34話
見渡す限りの荒野に、咲いた一輪の花。赤く、紅く、赫く。とても赫い、その華の名前は、「朱頂蘭」。アマリリスは、綺麗に咲き誇る。周りは、荒野にも関わらず、そのアマリリスだけは、なぜか綺麗に咲き誇って居た。おかしいことではあるが、荒野の花など、誰も目もくれない。そもそも、荒野に人はいない。いるのは、蟲。蟲も、花は見ない。何も、おかしいものをおかしいと思わない。それは、果たして、どう言うことになるのか。
いや、人が、居た。現れた、だろうか。
「あら、アマリリス。綺麗ね」
「何?この花」
淡い桜色の髪。ゆるくカールのかかったその髪が垂れてきたので、耳に掛け、しゃがみこんでアマリリスを見る女性。大人っぽく、大きく膨らんだ胸部。少し肉つきのよい体。しかし、太っているわけではない。美しい大人の色気を持っている。
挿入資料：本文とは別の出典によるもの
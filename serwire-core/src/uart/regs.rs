//! UART register block
//!
//! Word-addressed view of a [`Uart`] for bus-style hosts:
//!
//! | Offset | Register  | Access |
//! |--------|-----------|--------|
//! | `0x0`  | `TX_DATA` | W      |
//! | `0x4`  | `RX_DATA` | R      |
//! | `0x8`  | `STATUS`  | R      |
//! | `0xC`  | `CONTROL` | R/W    |
//!
//! `CONTROL` layout: bits 0-15 divisor, 16-19 data bit count (5-9), 20-21
//! parity (0 none, 1 even, 2 odd), 22 two stop bits, 24 blocking writes.
//! Every other bit is reserved and must be written as zero.

use serwire_hal::uart::MIN_DIVISOR;
use serwire_hal::{DataBits, Level, Parity, StopBits, UartConfig};

use super::byte_rx::{RxWord, RX_FRAMING_BIT, RX_PARITY_BIT};
use super::controller::{Uart, FIFO_DEPTH};

/// Offset of `TX_DATA`
pub const TX_DATA: u32 = 0x0;
/// Offset of `RX_DATA`
pub const RX_DATA: u32 = 0x4;
/// Offset of `STATUS`
pub const STATUS: u32 = 0x8;
/// Offset of `CONTROL`
pub const CONTROL: u32 = 0xC;

/// `RX_DATA` value when the RX FIFO is empty
pub const RX_EMPTY: u32 = 0xFFFF_FFFF;

const DIVISOR_MASK: u32 = 0xFFFF;
const DATA_BITS_SHIFT: u32 = 16;
const PARITY_SHIFT: u32 = 20;
const STOP_BIT: u32 = 1 << 22;
const BLOCKING_BIT: u32 = 1 << 24;
const RESERVED_MASK: u32 =
    !(DIVISOR_MASK | 0xF << DATA_BITS_SHIFT | 0x3 << PARITY_SHIFT | STOP_BIT | BLOCKING_BIT);

/// Behaviour of a `TX_DATA` write when the TX FIFO is full
#[derive(Debug, Clone, Copy, PartialEq, Eq, Default)]
#[cfg_attr(feature = "defmt", derive(defmt::Format))]
pub enum WritePolicy {
    /// Answer [`Access::Wait`] until there is room
    Block,
    /// Fail with [`BusError::NotReady`]
    #[default]
    NotReady,
}

/// Successful bus write
#[derive(Debug, Clone, Copy, PartialEq, Eq)]
#[cfg_attr(feature = "defmt", derive(defmt::Format))]
pub enum Access {
    /// Write accepted
    Done,
    /// Bus stalled; wait and retry the same write
    Wait,
}

/// Bus-level error response
#[derive(Debug, Clone, Copy, PartialEq, Eq)]
#[cfg_attr(feature = "defmt", derive(defmt::Format))]
pub enum BusError {
    /// Register cannot take the write now
    NotReady,
    /// No register at this offset
    Decode,
    /// Field value out of range or reserved bit set
    InvalidValue,
    /// Write to a read-only register
    ReadOnly,
    /// Read of a write-only register
    WriteOnly,
}

impl core::fmt::Display for BusError {
    fn fmt(&self, f: &mut core::fmt::Formatter<'_>) -> core::fmt::Result {
        match self {
            BusError::NotReady => write!(f, "register not ready"),
            BusError::Decode => write!(f, "unmapped register offset"),
            BusError::InvalidValue => write!(f, "invalid register value"),
            BusError::ReadOnly => write!(f, "register is read-only"),
            BusError::WriteOnly => write!(f, "register is write-only"),
        }
    }
}

/// Encode a frame format and write policy as a `CONTROL` value
pub fn encode_control(config: &UartConfig, policy: WritePolicy) -> u32 {
    let parity = match config.parity {
        Parity::None => 0,
        Parity::Even => 1,
        Parity::Odd => 2,
    };
    let mut value = config.divisor as u32
        | (config.data_bits.count() as u32) << DATA_BITS_SHIFT
        | parity << PARITY_SHIFT;
    if config.stop_bits == StopBits::Two {
        value |= STOP_BIT;
    }
    if policy == WritePolicy::Block {
        value |= BLOCKING_BIT;
    }
    value
}

/// Decode a `CONTROL` value
///
/// Fields not carried by the register are taken from `base`.
pub fn decode_control(
    value: u32,
    base: &UartConfig,
) -> Result<(UartConfig, WritePolicy), BusError> {
    if value & RESERVED_MASK != 0 {
        return Err(BusError::InvalidValue);
    }
    let divisor = (value & DIVISOR_MASK) as u16;
    if divisor < MIN_DIVISOR {
        return Err(BusError::InvalidValue);
    }
    let data_bits = DataBits::from_count(((value >> DATA_BITS_SHIFT) & 0xF) as u8)
        .ok_or(BusError::InvalidValue)?;
    let parity = match (value >> PARITY_SHIFT) & 0x3 {
        0 => Parity::None,
        1 => Parity::Even,
        2 => Parity::Odd,
        _ => return Err(BusError::InvalidValue),
    };
    let stop_bits = if value & STOP_BIT != 0 {
        StopBits::Two
    } else {
        StopBits::One
    };
    let policy = if value & BLOCKING_BIT != 0 {
        WritePolicy::Block
    } else {
        WritePolicy::NotReady
    };
    let config = UartConfig {
        divisor,
        data_bits,
        parity,
        stop_bits,
        ..*base
    };
    Ok((config, policy))
}

/// Register view of a UART
pub struct UartRegs<const N: usize = FIFO_DEPTH> {
    uart: Uart<N>,
    policy: WritePolicy,
}

impl<const N: usize> UartRegs<N> {
    /// Wrap a UART; writes start out non-blocking
    pub fn new(uart: Uart<N>) -> Self {
        Self {
            uart,
            policy: WritePolicy::default(),
        }
    }

    /// Current write policy
    pub fn policy(&self) -> WritePolicy {
        self.policy
    }

    /// The wrapped UART
    pub fn uart(&self) -> &Uart<N> {
        &self.uart
    }

    /// The wrapped UART, mutably
    pub fn uart_mut(&mut self) -> &mut Uart<N> {
        &mut self.uart
    }

    /// Advance the UART one reference tick; returns the TX level
    pub fn tick(&mut self, rx: Level) -> Level {
        self.uart.tick(rx)
    }

    /// Bus read
    pub fn read(&mut self, offset: u32) -> Result<u32, BusError> {
        match offset {
            TX_DATA => Err(BusError::WriteOnly),
            RX_DATA => Ok(match self.uart.read() {
                Some(word) => word.to_register(),
                None => {
                    self.uart.note_underrun();
                    RX_EMPTY
                }
            }),
            STATUS => Ok(self.uart.take_status().bits()),
            CONTROL => Ok(encode_control(self.uart.config(), self.policy)),
            _ => Err(BusError::Decode),
        }
    }

    /// Bus write
    pub fn write(&mut self, offset: u32, value: u32) -> Result<Access, BusError> {
        match offset {
            TX_DATA => match self.uart.write((value & 0x1FF) as u16) {
                Ok(()) => Ok(Access::Done),
                Err(_) => match self.policy {
                    WritePolicy::Block => Ok(Access::Wait),
                    WritePolicy::NotReady => Err(BusError::NotReady),
                },
            },
            CONTROL => {
                let (config, policy) = decode_control(value, self.uart.config())?;
                self.uart
                    .configure(config)
                    .map_err(|_| BusError::NotReady)?;
                debug!("uart: control set to {=u32:#x}", value);
                self.policy = policy;
                Ok(Access::Done)
            }
            RX_DATA | STATUS => Err(BusError::ReadOnly),
            _ => Err(BusError::Decode),
        }
    }
}

/// Decode a raw `RX_DATA` value; `None` for [`RX_EMPTY`]
pub fn decode_rx(value: u32) -> Option<RxWord> {
    if value == RX_EMPTY {
        return None;
    }
    Some(RxWord {
        data: (value & 0x1FF) as u16,
        framing: value & RX_FRAMING_BIT != 0,
        parity: value & RX_PARITY_BIT != 0,
    })
}
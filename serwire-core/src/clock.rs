//! Reference clock divider
//!
//! Engines are stepped once per reference tick. A divider turns those
//! ticks into protocol phase ticks.

/// Divides the reference tick by a fixed count
#[derive(Debug, Clone)]
pub struct ClockDivider {
    divisor: u16,
    remaining: u16,
}

impl ClockDivider {
    /// Create a divider firing every `divisor` reference ticks
    ///
    /// A divisor of zero is treated as one.
    pub fn new(divisor: u16) -> Self {
        let divisor = divisor.max(1);
        Self {
            divisor,
            remaining: divisor,
        }
    }

    /// Current divisor
    pub fn divisor(&self) -> u16 {
        self.divisor
    }

    /// Change the divisor; takes effect from the next restart
    pub fn set_divisor(&mut self, divisor: u16) {
        self.divisor = divisor.max(1);
    }

    /// Start a fresh period of `divisor` ticks
    pub fn restart(&mut self) {
        self.remaining = self.divisor;
    }

    /// Start a period whose first output comes after `first` ticks
    ///
    /// Later periods use the full divisor. Used to phase-align to the
    /// middle of a bit.
    pub fn restart_with(&mut self, first: u16) {
        self.remaining = first.max(1);
    }

    /// Advance one reference tick
    ///
    /// Returns true when a phase tick is produced.
    pub fn tick(&mut self) -> bool {
        if self.remaining <= 1 {
            self.remaining = self.divisor;
            true
        } else {
            self.remaining -= 1;
            false
        }
    }
}
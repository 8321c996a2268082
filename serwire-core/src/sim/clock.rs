//! Virtual reference clock

use serwire_hal::TickSource;

/// Tick source that advances only when waited on
#[derive(Debug, Clone, Default)]
pub struct VirtualClock {
    ticks: u64,
}

impl VirtualClock {
    /// Create a clock at tick zero
    pub fn new() -> Self {
        Self::default()
    }

    /// Jump forward `count` ticks
    pub fn advance(&mut self, count: u64) {
        self.ticks = self.ticks.wrapping_add(count);
    }
}

impl TickSource for VirtualClock {
    fn wait_tick(&mut self) {
        self.ticks = self.ticks.wrapping_add(1);
    }

    fn ticks(&self) -> u64 {
        self.ticks
    }
}
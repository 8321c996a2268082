//! UART bit receive engine
//!
//! Hunts for the falling edge of a start bit, confirms it half a bit
//! later and then samples each following bit at its centre. A start bit
//! that is no longer low at its centre is rejected as a glitch.

use serwire_hal::Level;

use crate::clock::ClockDivider;
use crate::sample::{Sample, Settler};

/// Outcome of one reference tick
#[derive(Debug, Clone, Copy, PartialEq, Eq)]
#[cfg_attr(feature = "defmt", derive(defmt::Format))]
pub enum RxBit {
    /// Nothing to report
    Idle,
    /// Start bit confirmed at its centre
    Started,
    /// Bit sampled at its centre
    Bit(bool),
    /// Falling edge was too short to be a start bit
    Glitch,
    /// Line unknown past the settle limit at a sample point
    Fault,
}

#[derive(Debug, Clone, Copy, PartialEq, Eq)]
enum State {
    Hunting,
    Confirming,
    Sampling,
}

/// RX line sampler
#[derive(Debug, Clone)]
pub struct UartBitRx {
    state: State,
    divider: ClockDivider,
    settler: Settler,
    /// Last known level while hunting
    prev: Option<bool>,
    due: bool,
}

impl UartBitRx {
    /// Create a sampler hunting for a start bit
    pub fn new(divisor: u16, settle_ticks: u16) -> Self {
        Self {
            state: State::Hunting,
            divider: ClockDivider::new(divisor),
            settler: Settler::new(settle_ticks),
            prev: None,
            due: false,
        }
    }

    /// Apply new timing; only call while hunting
    pub fn configure(&mut self, divisor: u16, settle_ticks: u16) {
        self.divider.set_divisor(divisor);
        self.settler.set_limit(settle_ticks);
    }

    /// Check if a frame is being received
    pub fn is_active(&self) -> bool {
        self.state != State::Hunting
    }

    /// Frame complete; hunt for the next start bit
    ///
    /// `last` is the level of the final stop bit, so a stop bit that was
    /// low does not immediately look like the next start.
    pub fn finish(&mut self, last: bool) {
        self.state = State::Hunting;
        self.prev = Some(last);
        self.due = false;
    }

    /// Drop any frame in progress
    pub fn reset(&mut self) {
        self.state = State::Hunting;
        self.prev = None;
        self.due = false;
        self.settler.reset();
    }

    /// Advance one reference tick with the observed RX level
    pub fn tick(&mut self, level: Level) -> RxBit {
        match self.state {
            State::Hunting => {
                let Some(bit) = level.to_bit() else {
                    return RxBit::Idle;
                };
                if self.prev == Some(true) && !bit {
                    // Centre of the start bit is half a period away
                    self.divider.restart_with(self.divider.divisor() / 2);
                    self.due = false;
                    self.state = State::Confirming;
                }
                self.prev = Some(bit);
                RxBit::Idle
            }
            State::Confirming => match self.sample(level) {
                None => RxBit::Idle,
                Some(Sample::Bit(false)) => {
                    self.state = State::Sampling;
                    RxBit::Started
                }
                Some(Sample::Bit(true)) => {
                    trace!("uart: start bit glitch rejected");
                    self.state = State::Hunting;
                    self.prev = Some(true);
                    RxBit::Glitch
                }
                Some(Sample::Pending) => RxBit::Idle,
                Some(Sample::Fault) => {
                    self.reset();
                    RxBit::Fault
                }
            },
            State::Sampling => match self.sample(level) {
                Some(Sample::Bit(bit)) => RxBit::Bit(bit),
                None | Some(Sample::Pending) => RxBit::Idle,
                Some(Sample::Fault) => {
                    self.reset();
                    RxBit::Fault
                }
            },
        }
    }

    /// Sample at a due sample point; `None` between sample points
    fn sample(&mut self, level: Level) -> Option<Sample> {
        if !self.due {
            self.due = self.divider.tick();
        }
        if !self.due {
            return None;
        }
        let sample = self.settler.resolve(level);
        if sample != Sample::Pending {
            self.due = false;
        }
        Some(sample)
    }
}

#[cfg(test)]
mod tests {
    use super::*;

    fn feed(rx: &mut UartBitRx, level: Level, ticks: usize) -> heapless::Vec<RxBit, 64> {
        let mut events = heapless::Vec::new();
        for _ in 0..ticks {
            let event = rx.tick(level);
            if event != RxBit::Idle {
                let _ = events.push(event);
            }
        }
        events
    }

    #[test]
    fn test_start_confirmed_at_centre() {
        let mut rx = UartBitRx::new(8, 4);
        feed(&mut rx, Level::High, 3);
        let events = feed(&mut rx, Level::Low, 8);
        assert_eq!(&events[..], &[RxBit::Started]);
        assert!(rx.is_active());
    }

    #[test]
    fn test_glitch_rejected() {
        let mut rx = UartBitRx::new(8, 4);
        feed(&mut rx, Level::High, 3);
        feed(&mut rx, Level::Low, 2);
        let events = feed(&mut rx, Level::High, 8);
        assert_eq!(&events[..], &[RxBit::Glitch]);
        assert!(!rx.is_active());
    }

    #[test]
    fn test_line_low_from_reset_is_not_a_start() {
        let mut rx = UartBitRx::new(8, 4);
        let events = feed(&mut rx, Level::Low, 20);
        assert!(events.is_empty());
    }

    #[test]
    fn test_unknown_at_sample_point_faults() {
        let mut rx = UartBitRx::new(8, 2);
        feed(&mut rx, Level::High, 2);
        feed(&mut rx, Level::Low, 5);
        let events = feed(&mut rx, Level::Unknown, 20);
        assert_eq!(&events[..], &[RxBit::Fault]);
    }
}
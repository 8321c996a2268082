//! SPI controller-mode engines
//!
//! One SCLK generator and one chip-select are shared by the transmit and
//! receive shift registers. Mode 0-3, bit order and word size are
//! configuration, not runtime state.

pub mod bit_rx;
pub mod bit_tx;
pub mod byte_rx;
pub mod byte_tx;
pub mod clock;
pub mod controller;

pub use controller::{SpiController, SpiState};

use serwire_hal::Level;

/// Levels driven by the controller
///
/// Chip-select is active low.
#[derive(Debug, Clone, Copy, PartialEq, Eq)]
#[cfg_attr(feature = "defmt", derive(defmt::Format))]
pub struct SpiOutputs {
    pub sclk: Level,
    pub mosi: Level,
    pub cs: Level,
}

impl SpiOutputs {
    /// Check if chip-select is asserted
    pub fn selected(&self) -> bool {
        self.cs.is_low()
    }
}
その横に居るのは、赤い目を持つ、黒髪の女性。鋭い目つきと肩ほどで切りそろえた髪。胸はあまりない。大きな魔装太刀を背負う、その姿は、一人の剣士を髣髴とさせる。いや、「和」の武士と言う雰囲気か。黒い羽織を着ている。
「もう、ネオンは、情緒が無いのね。アマリリスよ」
「アマリリス?聞いたこと無いわよ、リオン」
ネオンとリオン。二人は、しばらく花を見て居たが、背後からの声で、見るのをやめる。
「そろそろ、蟲が動き出す。動こうぜ」
青年が言った。
「レオン。そう。もう、そんな時間?さあてと、この場所ごと潰すとしますか」
ネオン……、赤羽音音は、魔装太刀・「ユキカゼ」を抜き、魔力を大量に込める。
「叢雲流・奥義『十束』」
白い魔力の斬撃が十字に地面に落ちる。蟲は、来る前に、切り裂かれた。十字の斬撃に。
「狩り残しはやめてくれよ」
レオンが魔装大剣・「エクスカリバー」を抜き、駆けて、蟲のあまりを全て切り裂く。
「これは、私の出番無しかしら?」
リオンは、しゃがんで、両手の上に顔を乗せ、暇そうに、眺めている。
「ちょっと、サボってんじゃないわよ」
「え~、嫌ですよ~」
そして、彼女達は動き出す。
――「死の音を奏でる者」
世界を揺るがすその組織。それは、気づいた時から始まって居たのだ。